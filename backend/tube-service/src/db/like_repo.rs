use crate::db::{likes_count, owner_profile_json};
use crate::models::{Like, LikeKind, LikeTarget, LikedVideo, ToggleOutcome};
use chrono::{DateTime, Utc};
use sqlx::{FromRow, PgPool};
use uuid::Uuid;

const LIKE_COLUMNS: &str = "id, liked_by, target_kind, target_id, created_at, updated_at";

#[derive(FromRow)]
struct ToggleRow {
    removed: bool,
    id: Option<Uuid>,
    liked_by: Option<Uuid>,
    target_kind: Option<LikeKind>,
    target_id: Option<Uuid>,
    created_at: Option<DateTime<Utc>>,
    updated_at: Option<DateTime<Utc>>,
}

impl ToggleRow {
    fn into_like(self) -> Option<Like> {
        Some(Like {
            id: self.id?,
            liked_by: self.liked_by?,
            target_kind: self.target_kind?,
            target_id: self.target_id?,
            created_at: self.created_at?,
            updated_at: self.updated_at?,
        })
    }
}

/// Flip the caller's like on `target` in a single statement.
///
/// The delete and the conditional insert share one snapshot, and the unique
/// constraint on (liked_by, target_kind, target_id) turns a racing duplicate
/// insert into a no-op. In that case the like is settled with `ensure_like`,
/// which returns the surviving row even if the racing request has already
/// removed it again.
pub async fn toggle_like(
    pool: &PgPool,
    user_id: Uuid,
    target: LikeTarget,
) -> Result<ToggleOutcome<Like>, sqlx::Error> {
    let row = sqlx::query_as::<_, ToggleRow>(
        r#"
        WITH removed AS (
            DELETE FROM likes
            WHERE liked_by = $1 AND target_kind = $2 AND target_id = $3
            RETURNING id
        ),
        inserted AS (
            INSERT INTO likes (liked_by, target_kind, target_id)
            SELECT $1, $2, $3
            WHERE NOT EXISTS (SELECT 1 FROM removed)
            ON CONFLICT (liked_by, target_kind, target_id) DO NOTHING
            RETURNING id, liked_by, target_kind, target_id, created_at, updated_at
        )
        SELECT EXISTS (SELECT 1 FROM removed) AS removed,
               i.id, i.liked_by, i.target_kind, i.target_id, i.created_at, i.updated_at
        FROM (SELECT 1) AS one
        LEFT JOIN inserted i ON TRUE
        "#,
    )
    .bind(user_id)
    .bind(target.kind)
    .bind(target.id)
    .fetch_one(pool)
    .await?;

    if row.removed {
        return Ok(ToggleOutcome::Removed);
    }

    match row.into_like() {
        Some(like) => Ok(ToggleOutcome::Created(like)),
        None => ensure_like(pool, user_id, target).await.map(ToggleOutcome::Created),
    }
}

/// Insert the like or lock the existing one. Always yields a row.
async fn ensure_like(
    pool: &PgPool,
    user_id: Uuid,
    target: LikeTarget,
) -> Result<Like, sqlx::Error> {
    let sql = format!(
        "INSERT INTO likes (liked_by, target_kind, target_id) VALUES ($1, $2, $3) \
         ON CONFLICT (liked_by, target_kind, target_id) \
         DO UPDATE SET updated_at = likes.updated_at \
         RETURNING {LIKE_COLUMNS}"
    );
    sqlx::query_as::<_, Like>(&sql)
        .bind(user_id)
        .bind(target.kind)
        .bind(target.id)
        .fetch_one(pool)
        .await
}

/// Videos the user liked, newest like first. Likes whose video is gone are
/// skipped.
pub async fn liked_videos(pool: &PgPool, user_id: Uuid) -> Result<Vec<LikedVideo>, sqlx::Error> {
    let sql = format!(
        "SELECT v.id, v.video_file, v.thumbnail, v.owner_id, v.title, v.description, \
                v.duration, v.views, v.is_published, v.created_at, v.updated_at, \
                {owner} AS owner, {likes} AS likes_count, \
                l.created_at AS liked_at \
         FROM likes l \
         JOIN videos v ON v.id = l.target_id \
         WHERE l.liked_by = $1 AND l.target_kind = 'video' \
         ORDER BY l.created_at DESC",
        owner = owner_profile_json("v.owner_id"),
        likes = likes_count("video", "v.id"),
    );
    sqlx::query_as::<_, LikedVideo>(&sql)
        .bind(user_id)
        .fetch_all(pool)
        .await
}
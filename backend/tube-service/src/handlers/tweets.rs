/// Tweet handlers
use crate::error::Result;
use crate::handlers::ContentRequest;
use crate::middleware::UserId;
use crate::response::ApiResponse;
use crate::services::TweetService;
use crate::validation::{parse_id, require_text};
use actix_web::{web, HttpResponse};
use sqlx::PgPool;

/// POST /api/v1/tweets
#[utoipa::path(
    post,
    path = "/api/v1/tweets",
    tag = "tweets",
    request_body = ContentRequest,
    responses(
        (status = 201, description = "Tweet created"),
        (status = 400, description = "Content is required"),
        (status = 401, description = "Missing or invalid bearer token")
    ),
    security(("bearer_auth" = []))
)]
pub async fn create_tweet(
    pool: web::Data<PgPool>,
    user_id: UserId,
    body: web::Json<ContentRequest>,
) -> Result<HttpResponse> {
    let content = require_text(body.content.as_deref(), "Content is required")?;

    let tweet = TweetService::new(pool.get_ref().clone())
        .create_tweet(user_id.0, &content)
        .await?;

    Ok(ApiResponse::created(tweet, "Tweet created successfully"))
}

/// GET /api/v1/tweets/user/{userId}
#[utoipa::path(
    get,
    path = "/api/v1/tweets/user/{userId}",
    tag = "tweets",
    params(("userId" = String, Path, description = "Owner id")),
    responses(
        (status = 200, description = "Tweets of the user"),
        (status = 404, description = "No tweets"),
        (status = 401, description = "Missing or invalid bearer token")
    ),
    security(("bearer_auth" = []))
)]
pub async fn get_user_tweets(
    pool: web::Data<PgPool>,
    path: web::Path<String>,
) -> Result<HttpResponse> {
    let owner_id = parse_id(&path, "user")?;

    let tweets = TweetService::new(pool.get_ref().clone())
        .user_tweets(owner_id)
        .await?;

    Ok(ApiResponse::ok(tweets, "User tweets fetched successfully"))
}

/// PATCH /api/v1/tweets/{tweetId}
#[utoipa::path(
    patch,
    path = "/api/v1/tweets/{tweetId}",
    tag = "tweets",
    params(("tweetId" = String, Path, description = "Tweet id")),
    request_body = ContentRequest,
    responses(
        (status = 200, description = "Tweet updated"),
        (status = 403, description = "Not the owner"),
        (status = 404, description = "Tweet not found"),
        (status = 401, description = "Missing or invalid bearer token")
    ),
    security(("bearer_auth" = []))
)]
pub async fn update_tweet(
    pool: web::Data<PgPool>,
    path: web::Path<String>,
    user_id: UserId,
    body: web::Json<ContentRequest>,
) -> Result<HttpResponse> {
    let tweet_id = parse_id(&path, "tweet")?;
    let content = require_text(body.content.as_deref(), "Content is required")?;

    let tweet = TweetService::new(pool.get_ref().clone())
        .update_tweet(user_id.0, tweet_id, &content)
        .await?;

    Ok(ApiResponse::ok(tweet, "Tweet updated successfully"))
}

/// DELETE /api/v1/tweets/{tweetId}
#[utoipa::path(
    delete,
    path = "/api/v1/tweets/{tweetId}",
    tag = "tweets",
    params(("tweetId" = String, Path, description = "Tweet id")),
    responses(
        (status = 200, description = "Tweet deleted"),
        (status = 403, description = "Not the owner"),
        (status = 404, description = "Tweet not found"),
        (status = 401, description = "Missing or invalid bearer token")
    ),
    security(("bearer_auth" = []))
)]
pub async fn delete_tweet(
    pool: web::Data<PgPool>,
    path: web::Path<String>,
    user_id: UserId,
) -> Result<HttpResponse> {
    let tweet_id = parse_id(&path, "tweet")?;

    TweetService::new(pool.get_ref().clone())
        .delete_tweet(user_id.0, tweet_id)
        .await?;

    Ok(ApiResponse::ok(None::<()>, "Tweet deleted successfully"))
}
//! Records as stored, plus the read views assembled by the repositories.

pub mod comment;
pub mod dashboard;
pub mod like;
pub mod playlist;
pub mod subscription;
pub mod tweet;
pub mod user;
pub mod video;

pub use comment::{Comment, CommentPage, CommentView};
pub use dashboard::{ChannelStats, ChannelVideo};
pub use like::{Like, LikeKind, LikeTarget, LikedVideo, LikedVideos, ToggleOutcome};
pub use playlist::{Playlist, PlaylistVideo, PlaylistView};
pub use subscription::{
    ChannelEntry, ChannelSubscribers, SubscribedChannels, SubscriberEntry, Subscription,
};
pub use tweet::{Tweet, TweetView};
pub use user::OwnerProfile;
pub use video::{NewVideo, Video, VideoDetails, VideoListFilter, VideoSort, VideoUpdate};
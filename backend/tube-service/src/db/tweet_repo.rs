use crate::db::{likes_count, owner_profile_json};
use crate::models::{Tweet, TweetView};
use sqlx::PgPool;
use uuid::Uuid;

const TWEET_COLUMNS: &str = "id, content, owner_id, created_at, updated_at";

pub async fn insert_tweet(
    pool: &PgPool,
    owner_id: Uuid,
    content: &str,
) -> Result<Tweet, sqlx::Error> {
    let sql = format!(
        "INSERT INTO tweets (owner_id, content) VALUES ($1, $2) RETURNING {TWEET_COLUMNS}"
    );
    sqlx::query_as::<_, Tweet>(&sql)
        .bind(owner_id)
        .bind(content)
        .fetch_one(pool)
        .await
}

pub async fn find_tweet(pool: &PgPool, tweet_id: Uuid) -> Result<Option<Tweet>, sqlx::Error> {
    let sql = format!("SELECT {TWEET_COLUMNS} FROM tweets WHERE id = $1");
    sqlx::query_as::<_, Tweet>(&sql)
        .bind(tweet_id)
        .fetch_optional(pool)
        .await
}

pub async fn tweet_exists(pool: &PgPool, tweet_id: Uuid) -> Result<bool, sqlx::Error> {
    sqlx::query_scalar::<_, bool>("SELECT EXISTS(SELECT 1 FROM tweets WHERE id = $1)")
        .bind(tweet_id)
        .fetch_one(pool)
        .await
}

/// Newest first, each with owner profile and like count.
pub async fn list_for_owner(pool: &PgPool, owner_id: Uuid) -> Result<Vec<TweetView>, sqlx::Error> {
    let sql = format!(
        "SELECT t.id, t.content, t.created_at, t.updated_at, \
                {owner} AS owner, {likes} AS likes_count \
         FROM tweets t \
         WHERE t.owner_id = $1 \
         ORDER BY t.created_at DESC, t.id ASC",
        owner = owner_profile_json("t.owner_id"),
        likes = likes_count("tweet", "t.id"),
    );
    sqlx::query_as::<_, TweetView>(&sql)
        .bind(owner_id)
        .fetch_all(pool)
        .await
}

pub async fn update_content(
    pool: &PgPool,
    tweet_id: Uuid,
    content: &str,
) -> Result<Option<Tweet>, sqlx::Error> {
    let sql = format!(
        "UPDATE tweets SET content = $2, updated_at = NOW() WHERE id = $1 \
         RETURNING {TWEET_COLUMNS}"
    );
    sqlx::query_as::<_, Tweet>(&sql)
        .bind(tweet_id)
        .bind(content)
        .fetch_optional(pool)
        .await
}

pub async fn delete_tweet(pool: &PgPool, tweet_id: Uuid) -> Result<bool, sqlx::Error> {
    let result = sqlx::query("DELETE FROM tweets WHERE id = $1")
        .bind(tweet_id)
        .execute(pool)
        .await?;

    Ok(result.rows_affected() > 0)
}
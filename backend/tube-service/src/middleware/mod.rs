/// HTTP middleware utilities for tube-service
///
/// Provides bearer-token authentication, per-route request metrics and the
/// ownership checks used by the services.
pub mod permissions;

pub use permissions::*;

use crate::error::AppError;
use crate::metrics::record_request;
use actix_web::dev::{forward_ready, Service, ServiceRequest, ServiceResponse, Transform};
use actix_web::{Error, FromRequest, HttpMessage, HttpRequest};
use crypto_core::jwt;
use futures_util::future::LocalBoxFuture;
use std::future::{ready, Ready};
use std::rc::Rc;
use std::time::Instant;
use uuid::Uuid;

// =====================================================================
// JWT Authentication
// =====================================================================

/// Acting user, stored in request extensions once the token is verified.
#[derive(Debug, Clone, Copy, PartialEq, Eq)]
pub struct UserId(pub Uuid);

/// Resolves the caller from `Authorization: Bearer <token>`. Any failure
/// ends the request with the 401 envelope.
pub struct JwtAuthMiddleware;

impl<S, B> Transform<S, ServiceRequest> for JwtAuthMiddleware
where
    S: Service<ServiceRequest, Response = ServiceResponse<B>, Error = Error> + 'static,
    S::Future: 'static,
    B: 'static,
{
    type Response = ServiceResponse<B>;
    type Error = Error;
    type InitError = ();
    type Transform = JwtAuthMiddlewareService<S>;
    type Future = Ready<Result<Self::Transform, Self::InitError>>;

    fn new_transform(&self, service: S) -> Self::Future {
        ready(Ok(JwtAuthMiddlewareService {
            service: Rc::new(service),
        }))
    }
}

pub struct JwtAuthMiddlewareService<S> {
    service: Rc<S>,
}

fn authenticate(req: &ServiceRequest) -> Result<UserId, AppError> {
    let auth_header = req
        .headers()
        .get("Authorization")
        .and_then(|h| h.to_str().ok())
        .ok_or_else(|| AppError::Unauthorized("Unauthorized request".to_string()))?;

    let token = auth_header
        .strip_prefix("Bearer ")
        .map(str::trim)
        .filter(|t| !t.is_empty())
        .ok_or_else(|| AppError::Unauthorized("Invalid Authorization scheme".to_string()))?;

    let claims = jwt::validate_token(token).map_err(|e| {
        tracing::debug!(error = %e, "bearer token rejected");
        AppError::Unauthorized("Invalid or expired access token".to_string())
    })?;

    Uuid::parse_str(&claims.claims.sub)
        .map(UserId)
        .map_err(|_| AppError::Unauthorized("Invalid access token".to_string()))
}

impl<S, B> Service<ServiceRequest> for JwtAuthMiddlewareService<S>
where
    S: Service<ServiceRequest, Response = ServiceResponse<B>, Error = Error> + 'static,
    S::Future: 'static,
    B: 'static,
{
    type Response = ServiceResponse<B>;
    type Error = Error;
    type Future = LocalBoxFuture<'static, Result<Self::Response, Self::Error>>;

    forward_ready!(service);

    fn call(&self, req: ServiceRequest) -> Self::Future {
        let service = self.service.clone();

        Box::pin(async move {
            let user_id = authenticate(&req)?;
            req.extensions_mut().insert(user_id);

            service.call(req).await
        })
    }
}

impl FromRequest for UserId {
    type Error = Error;
    type Future = Ready<Result<Self, Self::Error>>;

    fn from_request(req: &HttpRequest, _: &mut actix_web::dev::Payload) -> Self::Future {
        ready(
            req.extensions()
                .get::<UserId>()
                .copied()
                .ok_or_else(|| AppError::Unauthorized("Unauthorized request".to_string()).into()),
        )
    }
}

// =====================================================================
// Metrics middleware
// =====================================================================

/// Counts requests and observes latency, labelled by route pattern so ids do
/// not explode label cardinality.
pub struct MetricsMiddleware;

impl<S, B> Transform<S, ServiceRequest> for MetricsMiddleware
where
    S: Service<ServiceRequest, Response = ServiceResponse<B>, Error = Error> + 'static,
    S::Future: 'static,
    B: 'static,
{
    type Response = ServiceResponse<B>;
    type Error = Error;
    type InitError = ();
    type Transform = MetricsMiddlewareService<S>;
    type Future = Ready<Result<Self::Transform, Self::InitError>>;

    fn new_transform(&self, service: S) -> Self::Future {
        ready(Ok(MetricsMiddlewareService {
            service: Rc::new(service),
        }))
    }
}

pub struct MetricsMiddlewareService<S> {
    service: Rc<S>,
}

impl<S, B> Service<ServiceRequest> for MetricsMiddlewareService<S>
where
    S: Service<ServiceRequest, Response = ServiceResponse<B>, Error = Error> + 'static,
    S::Future: 'static,
    B: 'static,
{
    type Response = ServiceResponse<B>;
    type Error = Error;
    type Future = LocalBoxFuture<'static, Result<Self::Response, Self::Error>>;

    forward_ready!(service);

    fn call(&self, req: ServiceRequest) -> Self::Future {
        let service = self.service.clone();
        let method = req.method().to_string();
        let route = req
            .match_pattern()
            .unwrap_or_else(|| "unmatched".to_string());
        let start = Instant::now();

        Box::pin(async move {
            let res = service.call(req).await;
            let elapsed = start.elapsed();
            let status = match &res {
                Ok(response) => response.status().as_u16(),
                Err(err) => err.as_response_error().status_code().as_u16(),
            };

            record_request(&method, &route, status, elapsed.as_secs_f64());
            tracing::debug!(%method, %route, status, elapsed_ms = elapsed.as_millis() as u64, "request completed");
            res
        })
    }
}
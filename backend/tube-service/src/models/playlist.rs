use crate::models::OwnerProfile;
use chrono::{DateTime, Utc};
use serde::{Deserialize, Serialize};
use sqlx::types::Json;
use sqlx::FromRow;
use uuid::Uuid;

#[derive(Debug, Clone, Serialize, FromRow, utoipa::ToSchema)]
#[serde(rename_all = "camelCase")]
pub struct Playlist {
    pub id: Uuid,
    pub name: String,
    pub description: String,
    #[serde(rename = "owner")]
    pub owner_id: Uuid,
    /// Ordered, duplicate-free
    pub videos: Vec<Uuid>,
    pub created_at: DateTime<Utc>,
    pub updated_at: DateTime<Utc>,
}

/// Playlist entry resolved to the video it names. Decoded from `json_agg`.
#[derive(Debug, Clone, Serialize, Deserialize)]
#[serde(rename_all = "camelCase")]
pub struct PlaylistVideo {
    pub id: Uuid,
    pub title: String,
    pub description: String,
    pub thumbnail: String,
    pub video_file: String,
    pub duration: i32,
    pub views: i64,
    pub is_published: bool,
    pub created_at: DateTime<Utc>,
    pub owner: Option<OwnerProfile>,
}

#[derive(Debug, Clone, FromRow)]
pub struct PlaylistRow {
    pub id: Uuid,
    pub name: String,
    pub description: String,
    pub created_at: DateTime<Utc>,
    pub updated_at: DateTime<Utc>,
    pub owner: Option<Json<OwnerProfile>>,
    pub videos: Json<Vec<PlaylistVideo>>,
}

#[derive(Debug, Clone, Serialize)]
#[serde(rename_all = "camelCase")]
pub struct PlaylistView {
    pub id: Uuid,
    pub name: String,
    pub description: String,
    pub created_at: DateTime<Utc>,
    pub updated_at: DateTime<Utc>,
    pub owner: Option<OwnerProfile>,
    pub videos: Vec<PlaylistVideo>,
    pub total_videos: usize,
    pub total_views: i64,
}

impl From<PlaylistRow> for PlaylistView {
    fn from(row: PlaylistRow) -> Self {
        let videos = row.videos.0;
        Self {
            id: row.id,
            name: row.name,
            description: row.description,
            created_at: row.created_at,
            updated_at: row.updated_at,
            owner: row.owner.map(|o| o.0),
            total_videos: videos.len(),
            total_views: videos.iter().map(|v| v.views).sum(),
            videos,
        }
    }
}

#[cfg(test)]
mod tests {
    use super::*;

    fn entry(views: i64) -> PlaylistVideo {
        PlaylistVideo {
            id: Uuid::new_v4(),
            title: "t".into(),
            description: "d".into(),
            thumbnail: "thumb".into(),
            video_file: "file".into(),
            duration: 12,
            views,
            is_published: true,
            created_at: Utc::now(),
            owner: None,
        }
    }

    #[test]
    fn totals_are_computed_from_resolved_videos() {
        let row = PlaylistRow {
            id: Uuid::new_v4(),
            name: "mix".into(),
            description: "songs".into(),
            created_at: Utc::now(),
            updated_at: Utc::now(),
            owner: None,
            videos: Json(vec![entry(3), entry(4)]),
        };

        let view = PlaylistView::from(row);
        assert_eq!(view.total_videos, 2);
        assert_eq!(view.total_views, 7);
    }

    #[test]
    fn decodes_aggregated_json() {
        let raw = serde_json::json!([{
            "id": Uuid::nil(),
            "title": "a",
            "description": "b",
            "thumbnail": "c",
            "videoFile": "d",
            "duration": 5,
            "views": 9,
            "isPublished": false,
            "createdAt": "2024-03-01T10:00:00.123456+00:00",
            "owner": null
        }]);
        let videos: Vec<PlaylistVideo> = serde_json::from_value(raw).unwrap();
        assert_eq!(videos[0].views, 9);
        assert!(videos[0].owner.is_none());
    }
}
============
▶ WHAT IS BEING ASKED: Reproduce every line of the listing above in which the string "successfully" appears.

▶ SOLUTION TO THE PROBLEM:
    Ok(ApiResponse::created(tweet, "Tweet created successfully"))
    Ok(ApiResponse::ok(tweets, "User tweets fetched successfully"))
    Ok(ApiResponse::ok(tweet, "Tweet updated successfully"))
    Ok(ApiResponse::ok(None::<()>, "Tweet deleted successfully"))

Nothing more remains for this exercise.